EDIT: I have since changed userManager and notificationService to 'scoped' and this issue occurred again, thus the potential issue reported here cannot be the cause.

Trying to look into this, I believe the culprit might be the following call in _Layout.cshtml:

@inject UserManager<ApplicationUser> userManager
@inject NotificationService notificationService
@inject CommunityService communityService
@{
    ApplicationUser user = await userManager.GetUserAsync( User );
}

The returned user is used to show user information and do calls to notificationService and communityService. These were also showing data pertaining to the incorrect (not me) user.

If it matters, this is how ApplicationDbContext is set up in Startup.cs:

// Add framework services.
services
    .AddDbContext<ApplicationDbContext>( options => options
        .UseLazyLoadingProxies()
        .UseSqlServer(_configuration.GetConnectionString( "DefaultConnection" ) ) );
services
    .AddIdentity<ApplicationUser, IdentityRole>()
    .AddEntityFrameworkStores<ApplicationDbContext>()
    .AddDefaultTokenProviders();

I recalled that 'scoped' is the recommended lifetime to use when registering Entity Framework for dependency injection. Both NotificationService and CommunityService, however, are registered as 'transient' and request ApplicationDbContext through constructor injection to access data.

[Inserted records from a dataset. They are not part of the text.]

//! Processing audit log.
//!
//! One row per real message, in processing order (newest first). Padding
//! slots are not logged. The CSV form is what operators diff against the
//! published tally when an election is contested.

use serde::{Deserialize, Serialize};
use sotto_domain::Command;

use crate::validator::Decision;

pub const AUDIT_CSV_HEADER: &str = "block,state_index,vote_option,new_weight,nonce,outcome";

/// One processed message.
#[derive(Clone, Debug, PartialEq, Eq, Serialize, Deserialize)]
pub struct AuditRow {
    /// Block the message was published in
    pub block: u64,
    pub state_index: u64,
    pub vote_option: u64,
    pub new_weight: u64,
    pub nonce: u64,
    /// Outcome label, `accepted` or a reject reason
    pub outcome: String,
}

impl AuditRow {
    /// Build a row from a decoded command, or all-zero fields when the
    /// ciphertext never decoded to one.
    pub fn new(block: u64, command: Option<&Command>, decision: &Decision) -> Self {
        match command {
            Some(command) => Self {
                block,
                state_index: command.state_index,
                vote_option: command.vote_option_index,
                new_weight: command.new_vote_weight,
                nonce: command.nonce,
                outcome: decision.label().to_string(),
            },
            None => Self {
                block,
                state_index: 0,
                vote_option: 0,
                new_weight: 0,
                nonce: 0,
                outcome: decision.label().to_string(),
            },
        }
    }

    pub fn csv_line(&self) -> String {
        format!(
            "{},{},{},{},{},{}",
            self.block, self.state_index, self.vote_option, self.new_weight, self.nonce, self.outcome
        )
    }
}

/// Render rows as CSV with a header line
pub fn to_csv(rows: &[AuditRow]) -> String {
    let mut out = String::with_capacity((rows.len() + 1) * 48);
    out.push_str(AUDIT_CSV_HEADER);
    for row in rows {
        out.push('\n');
        out.push_str(&row.csv_line());
    }
    out.push('\n');
    out
}

#[cfg(test)]
mod tests {
    use super::*;
    use crate::validator::RejectReason;

    #[test]
    fn test_csv_layout() {
        let rows = vec![
            AuditRow {
                block: 12,
                state_index: 1,
                vote_option: 2,
                new_weight: 9,
                nonce: 2,
                outcome: "accepted".into(),
            },
            AuditRow {
                block: 11,
                state_index: 1,
                vote_option: 2,
                new_weight: 5,
                nonce: 1,
                outcome: "nonce_mismatch".into(),
            },
        ];

        let csv = to_csv(&rows);
        let mut lines = csv.lines();
        assert_eq!(lines.next(), Some(AUDIT_CSV_HEADER));
        assert_eq!(lines.next(), Some("12,1,2,9,2,accepted"));
        assert_eq!(lines.next(), Some("11,1,2,5,1,nonce_mismatch"));
        assert_eq!(lines.next(), None);
    }

    #[test]
    fn test_row_without_command_zeroes_fields() {
        let row = AuditRow::new(7, None, &Decision::Reject(RejectReason::Malformed));
        assert_eq!(row.csv_line(), "7,0,0,0,0,malformed");
    }
}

services.AddTransient<CommunityService, CommunityService>();
services.AddTransient<NotificationService, NotificationService>();

Could this have anything to do with it? Currently, I do not understand whether this could make any difference. I cannot seem to replicate this issue.

1
1
7/30/2018 11:17:49 AM

Accepted Answer

Good news! I was causing this myself (I believe, help me figure this out by reading the details below). You can thus rest assured that unless you are making the same mistake as I am, the ASP MVC authentication mechanism is not to blame here (at least, that is my current understanding).

I will document what exactly I did wrong, and how to replicate, since others might possibly make the same mistake.

In short: I called SignInManager<TUser>.RefreshSignInAsync(TUser) with the 'wrong' user (the one I ended up being logged in as), causing me to be logged in as that user.

Why did I do this? In my specific use case, I wanted to hand out a claim to another user based on the action of the currently logged in user. I therefore called:

await _userManager.AddClaimAsync( userToGiveClaim, newClaim );
await _signInManager.RefreshSignInAsync( userToGiveClaim );

I called RefreshSignInAsync since I wanted to prevent the user who had been given the claim from having to log out and in for the new claim to go into effect. From the RefreshSignInAsync documentation I got the impression this should work:

Regenerates the user's application cookie, whilst preserving the existing AuthenticationProperties like rememberMe, as an asynchronous operation.

Parameters user The user whose sign-in cookie should be refreshed.

I'm still not entirely clear why the user that is currently logged in when this call is triggered gets the identity of the user passed to this call. That is still not how I understand the documentation (I filed this as a bug report), but since this is reproducible I am now more inclined to believe I simply misunderstood the documentation.